La femme à la poussette. « L'enfant est sorti du ventre de L. Cette information semble à présent incongrue, physiquement impossible, comment cela pourrait être, avoir été ? » La naissance de son bébé ne tient pas tant de l'émerveillement que de l'effroi. L'angoisse enfouie en elle depuis si longtemps s'est soudain matérialisée en cet être miniature, à la face rougeaude, mugissant, livré aux rigueurs de l'existence... Expulsé de son corps, l'enfant est-il encore une partie d'elle-même ? Et la part de l'homme là-dedans ? Non pour l'homme, la question ne se pose pas. Car ce conditionnement millénaire veut que la charge revienne à la femme et dit que c'est d'elle que l'amour doit couler sans répit, telle une source inépuisable de soins, d'attention, de tendresse... Cette maternité idéelle a été particulièrement sacralisée dans la culture occidentale chrétienne à travers ces représentations de Vierge à l'enfant.

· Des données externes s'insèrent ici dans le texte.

//! Repository layer.
//!
//! Each repository is a zero-sized struct providing async methods that accept
//! `&PgPool` as the first argument.

pub mod asset_repo;
pub mod dashboard_repo;
pub mod history_repo;
pub mod license_repo;
pub mod maintenance_repo;
pub mod session_repo;
pub mod user_repo;

pub use asset_repo::AssetRepo;
pub use dashboard_repo::DashboardRepo;
pub use history_repo::AssetHistoryRepo;
pub use license_repo::LicenseRepo;
pub use maintenance_repo::MaintenanceRepo;
pub use session_repo::SessionRepo;
pub use user_repo::UserRepo;
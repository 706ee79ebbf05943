//! Shared field validators used by request handlers.

use validator::ValidateEmail;

use crate::error::CoreError;
use crate::types::Date;

/// Wire format for calendar dates.
pub const DATE_FORMAT: &str = "%Y-%m-%d";

/// Parse a `YYYY-MM-DD` date, naming the offending field on failure.
pub fn parse_date(field: &str, value: &str) -> Result<Date, CoreError> {
    Date::parse_from_str(value.trim(), DATE_FORMAT).map_err(|_| {
        CoreError::Validation(format!("Invalid {field} format. Use YYYY-MM-DD"))
    })
}

/// Parse an optional date field. `None` stays `None`.
pub fn parse_optional_date(field: &str, value: Option<&str>) -> Result<Option<Date>, CoreError> {
    value.map(|v| parse_date(field, v)).transpose()
}

/// Require a non-blank string field no longer than `max_len` characters.
///
/// Returns the trimmed value.
pub fn require_text(field: &str, value: Option<&str>, max_len: usize) -> Result<String, CoreError> {
    let value = value
        .map(str::trim)
        .filter(|v| !v.is_empty())
        .ok_or_else(|| CoreError::Validation(format!("{field} is required")))?;
    check_length(field, value, max_len)?;
    Ok(value.to_string())
}

/// Reject values longer than `max_len` characters.
pub fn check_length(field: &str, value: &str, max_len: usize) -> Result<(), CoreError> {
    if value.chars().count() > max_len {
        return Err(CoreError::Validation(format!(
            "{field} must be at most {max_len} characters"
        )));
    }
    Ok(())
}

/// Validate an email address.
pub fn validate_email(email: &str) -> Result<(), CoreError> {
    if !email.validate_email() {
        return Err(CoreError::Validation(format!(
            "'{email}' is not a valid email address"
        )));
    }
    check_length("email", email, 120)
}
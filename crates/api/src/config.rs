use std::fmt::Display;
use std::path::PathBuf;
use std::str::FromStr;

use crate::auth::jwt::JwtConfig;

/// Default upload limit: 16 MiB.
const DEFAULT_MAX_UPLOAD_BYTES: usize = 16 * 1024 * 1024;

/// Server configuration loaded from environment variables.
///
/// All fields except the JWT secret have defaults suitable for local development.
#[derive(Debug, Clone)]
pub struct ServerConfig {
    pub host: String,
    pub port: u16,
    /// Parsed from comma-separated `CORS_ORIGINS`.
    pub cors_origins: Vec<String>,
    pub request_timeout_secs: u64,
    /// Directory ticket attachments are written to and served from.
    pub upload_dir: PathBuf,
    /// Largest accepted request body, in bytes.
    pub max_upload_bytes: usize,
    pub jwt: JwtConfig,
}

impl ServerConfig {
    /// Load configuration from environment variables with defaults.
    ///
    /// | Env Var                | Default                    |
    /// |------------------------|----------------------------|
    /// | `HOST`                 | `0.0.0.0`                  |
    /// | `PORT`                 | `3000`                     |
    /// | `CORS_ORIGINS`         | `http://localhost:5173`    |
    /// | `REQUEST_TIMEOUT_SECS` | `30`                       |
    /// | `UPLOAD_DIR`           | `uploads`                  |
    /// | `MAX_UPLOAD_BYTES`     | `16777216`                 |
    ///
    /// # Panics
    ///
    /// Panics on unparsable values and when the JWT settings are missing.
    pub fn from_env() -> Self {
        let cors_origins = env_or("CORS_ORIGINS", "http://localhost:5173".to_string())
            .split(',')
            .map(|s| s.trim().to_string())
            .filter(|s| !s.is_empty())
            .collect();

        Self {
            host: env_or("HOST", "0.0.0.0".to_string()),
            port: env_or("PORT", 3000),
            cors_origins,
            request_timeout_secs: env_or("REQUEST_TIMEOUT_SECS", 30),
            upload_dir: env_or("UPLOAD_DIR", PathBuf::from("uploads")),
            max_upload_bytes: env_or("MAX_UPLOAD_BYTES", DEFAULT_MAX_UPLOAD_BYTES),
            jwt: JwtConfig::from_env(),
        }
    }
}

/// Read and parse `key`, falling back to `default` when it is unset.
///
/// # Panics
///
/// Panics if the variable is set but does not parse as `T`.
pub(crate) fn env_or<T>(key: &str, default: T) -> T
where
    T: FromStr,
    T::Err: Display,
{
    match std::env::var(key) {
        Ok(raw) => raw
            .parse()
            .unwrap_or_else(|e| panic!("{key} has an invalid value '{raw}': {e}")),
        Err(_) => default,
    }
}
//! Software license model, DTOs, and list filter.

use assetflow_core::types::{Date, DbId, Timestamp};
use rust_decimal::Decimal;
use serde::Serialize;
use sqlx::FromRow;

/// A row from the `licenses` table.
#[derive(Debug, Clone, FromRow, Serialize)]
pub struct License {
    pub id: DbId,
    pub asset_id: Option<DbId>,
    pub software_name: String,
    pub license_key: Option<String>,
    pub vendor: Option<String>,
    pub purchase_date: Option<Date>,
    pub expiration_date: Option<Date>,
    pub cost: Option<Decimal>,
    pub seats: i32,
    pub status: String,
    pub created_at: Timestamp,
    pub updated_at: Timestamp,
}

/// License joined with the name and serial number of the asset it is installed on.
#[derive(Debug, Clone, FromRow)]
pub struct LicenseWithAsset {
    #[sqlx(flatten)]
    pub license: License,
    pub asset_name: Option<String>,
    pub asset_serial_number: Option<String>,
}

#[derive(Debug, Clone)]
pub struct CreateLicense {
    pub asset_id: Option<DbId>,
    pub software_name: String,
    pub license_key: Option<String>,
    pub vendor: Option<String>,
    pub purchase_date: Option<Date>,
    pub expiration_date: Option<Date>,
    pub cost: Option<Decimal>,
    pub seats: i32,
    pub status: String,
}

/// Partial license update. `None` leaves the column unchanged.
#[derive(Debug, Clone, Default)]
pub struct UpdateLicense {
    pub asset_id: Option<DbId>,
    pub software_name: Option<String>,
    pub license_key: Option<String>,
    pub vendor: Option<String>,
    pub purchase_date: Option<Date>,
    pub expiration_date: Option<Date>,
    pub cost: Option<Decimal>,
    pub seats: Option<i32>,
    pub status: Option<String>,
}

#[derive(Debug, Clone, Default)]
pub struct LicenseFilter {
    pub status: Option<String>,
    pub asset_id: Option<DbId>,
    /// `ILIKE` pattern on `software_name`.
    pub software_name: Option<String>,
}
#![allow(dead_code)]

use std::path::PathBuf;
use std::sync::Arc;

use axum::body::Body;
use axum::http::{Request, StatusCode};
use axum::response::Response;
use axum::Router;
use http_body_util::BodyExt;
use sqlx::PgPool;
use tower::ServiceExt;

use assetflow_api::auth::jwt::JwtConfig;
use assetflow_api::auth::password::hash_password;
use assetflow_api::config::ServerConfig;
use assetflow_api::router::build_app_router;
use assetflow_api::state::AppState;
use assetflow_db::models::user::{CreateUser, User};
use assetflow_db::repositories::UserRepo;

/// Password given to every user created by [`create_user`].
pub const TEST_PASSWORD: &str = "test_password_123";

/// Build a test `ServerConfig` with safe defaults and a throwaway upload dir.
pub fn test_config() -> ServerConfig {
    ServerConfig {
        host: "127.0.0.1".to_string(),
        port: 0,
        cors_origins: vec!["http://localhost:5173".to_string()],
        request_timeout_secs: 30,
        upload_dir: std::env::temp_dir().join(format!("assetflow-test-{}", uuid::Uuid::new_v4())),
        max_upload_bytes: 1024 * 1024,
        jwt: JwtConfig {
            secret: "integration-test-secret".to_string(),
            access_token_expiry_mins: 15,
            refresh_token_expiry_days: 7,
        },
    }
}

/// Build the full application router (same middleware stack as `main.rs`).
pub fn build_test_app(pool: PgPool) -> Router {
    build_test_app_with_config(pool, test_config())
}

pub fn build_test_app_with_config(pool: PgPool, config: ServerConfig) -> Router {
    let state = AppState {
        pool,
        config: Arc::new(config.clone()),
    };
    build_app_router(state, &config)
}

/// Upload directory of a freshly built config, created on disk.
pub async fn temp_upload_dir(config: &ServerConfig) -> PathBuf {
    tokio::fs::create_dir_all(&config.upload_dir)
        .await
        .expect("upload dir should be creatable");
    config.upload_dir.clone()
}

// ---------------------------------------------------------------------------
// Requests
// ---------------------------------------------------------------------------

pub async fn send(app: Router, request: Request<Body>) -> Response {
    app.oneshot(request).await.expect("request should complete")
}

pub async fn get(app: Router, uri: &str) -> Response {
    send(app, Request::get(uri).body(Body::empty()).unwrap()).await
}

pub async fn get_auth(app: Router, uri: &str, token: &str) -> Response {
    let request = Request::get(uri)
        .header("authorization", format!("Bearer {token}"))
        .body(Body::empty())
        .unwrap();
    send(app, request).await
}

pub async fn post_json(app: Router, uri: &str, body: serde_json::Value) -> Response {
    let request = Request::post(uri)
        .header("content-type", "application/json")
        .body(Body::from(body.to_string()))
        .unwrap();
    send(app, request).await
}

pub async fn post_json_auth(
    app: Router,
    uri: &str,
    body: serde_json::Value,
    token: &str,
) -> Response {
    let request = Request::post(uri)
        .header("content-type", "application/json")
        .header("authorization", format!("Bearer {token}"))
        .body(Body::from(body.to_string()))
        .unwrap();
    send(app, request).await
}

pub async fn put_json_auth(
    app: Router,
    uri: &str,
    body: serde_json::Value,
    token: &str,
) -> Response {
    let request = Request::put(uri)
        .header("content-type", "application/json")
        .header("authorization", format!("Bearer {token}"))
        .body(Body::from(body.to_string()))
        .unwrap();
    send(app, request).await
}

pub async fn delete_auth(app: Router, uri: &str, token: &str) -> Response {
    let request = Request::delete(uri)
        .header("authorization", format!("Bearer {token}"))
        .body(Body::empty())
        .unwrap();
    send(app, request).await
}

/// Send a single-file `multipart/form-data` body in the `file` field.
pub async fn post_file_auth(
    app: Router,
    uri: &str,
    filename: &str,
    contents: &[u8],
    token: &str,
) -> Response {
    let boundary = "assetflow-test-boundary";
    let mut body = Vec::new();
    body.extend_from_slice(format!("--{boundary}\r\n").as_bytes());
    body.extend_from_slice(
        format!("Content-Disposition: form-data; name=\"file\"; filename=\"{filename}\"\r\n")
            .as_bytes(),
    );
    body.extend_from_slice(b"Content-Type: application/octet-stream\r\n\r\n");
    body.extend_from_slice(contents);
    body.extend_from_slice(format!("\r\n--{boundary}--\r\n").as_bytes());

    let request = Request::post(uri)
        .header(
            "content-type",
            format!("multipart/form-data; boundary={boundary}"),
        )
        .header("authorization", format!("Bearer {token}"))
        .body(Body::from(body))
        .unwrap();
    send(app, request).await
}

pub async fn body_bytes(response: Response) -> Vec<u8> {
    response
        .into_body()
        .collect()
        .await
        .expect("body should be readable")
        .to_bytes()
        .to_vec()
}

pub async fn body_json(response: Response) -> serde_json::Value {
    let bytes = body_bytes(response).await;
    serde_json::from_slice(&bytes).expect("body should be valid JSON")
}

/// Assert the status and return the `data` payload.
pub async fn expect_data(response: Response, status: StatusCode) -> serde_json::Value {
    assert_eq!(response.status(), status);
    body_json(response).await["data"].clone()
}

// ---------------------------------------------------------------------------
// Fixtures
// ---------------------------------------------------------------------------

/// Insert a user directly with [`TEST_PASSWORD`].
pub async fn create_user(pool: &PgPool, username: &str, role: &str, department: &str) -> User {
    let input = CreateUser {
        username: username.to_string(),
        email: format!("{username}@test.com"),
        password_hash: hash_password(TEST_PASSWORD).expect("hashing should succeed"),
        role: role.to_string(),
        department: Some(department.to_string()),
    };
    UserRepo::create(pool, &input)
        .await
        .expect("user creation should succeed")
}

/// Log in through the API and return the `data` object of the response.
pub async fn login(pool: &PgPool, username: &str) -> serde_json::Value {
    let body = serde_json::json!({ "username": username, "password": TEST_PASSWORD });
    let response = post_json(build_test_app(pool.clone()), "/api/v1/auth/login", body).await;
    expect_data(response, StatusCode::OK).await
}

/// Create a user and return it with a fresh access token.
pub async fn user_with_token(
    pool: &PgPool,
    username: &str,
    role: &str,
    department: &str,
) -> (User, String) {
    let user = create_user(pool, username, role, department).await;
    let data = login(pool, username).await;
    let token = data["access_token"]
        .as_str()
        .expect("login should return an access token")
        .to_string();
    (user, token)
}

/// Create an asset through the API as `token` and return its id.
pub async fn create_asset(pool: &PgPool, token: &str, body: serde_json::Value) -> i64 {
    let response =
        post_json_auth(build_test_app(pool.clone()), "/api/v1/assets", body, token).await;
    let data = expect_data(response, StatusCode::CREATED).await;
    data["id"].as_i64().expect("asset should have an id")
}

Avec Une femme entre dans le champ, Emmanuelle Tornero signe un portrait de femme à l'enfant, allant à rebours des images d'Épinal de la mère. Ce premier roman se déploie en séquences qui tournoient autour du jour J, le jour où « L. sort » - décide de partir à travers champ, de fuir avec son bébé dans la poussette. L. marche dans la boue, prend un train, se retrouve sur la route. J -26, J +64, J -10, J + 204... L. est dans son foyer, dans sa vie d'avant, L. est hantée par le figuier, cet arbre qui la regarde, leitmotiv visuel de cette errance en volutes. L. observe le « o » que forme la bouche de son enfant sans mots. L. fugue. L. constate que la gadoue s'agrège à ses baskets trempées et leur fait des semelles compensées... Ce n'est pas linéaire, ça tourbillonne comme dans la tête de cette antihéroïne espérant s'échapper de sa condition. La mise en page épouse le phrasé de sa psyché, le tracé de ses émotions. Il y a des retours à la ligne comme en poésie, et une minuscule en début de ligne, tels des vers libres : « le matin est jaune après la nuit / la couleur est détraquée / le toit crevé et les branches découpent un morceau d'air sépia [...] ».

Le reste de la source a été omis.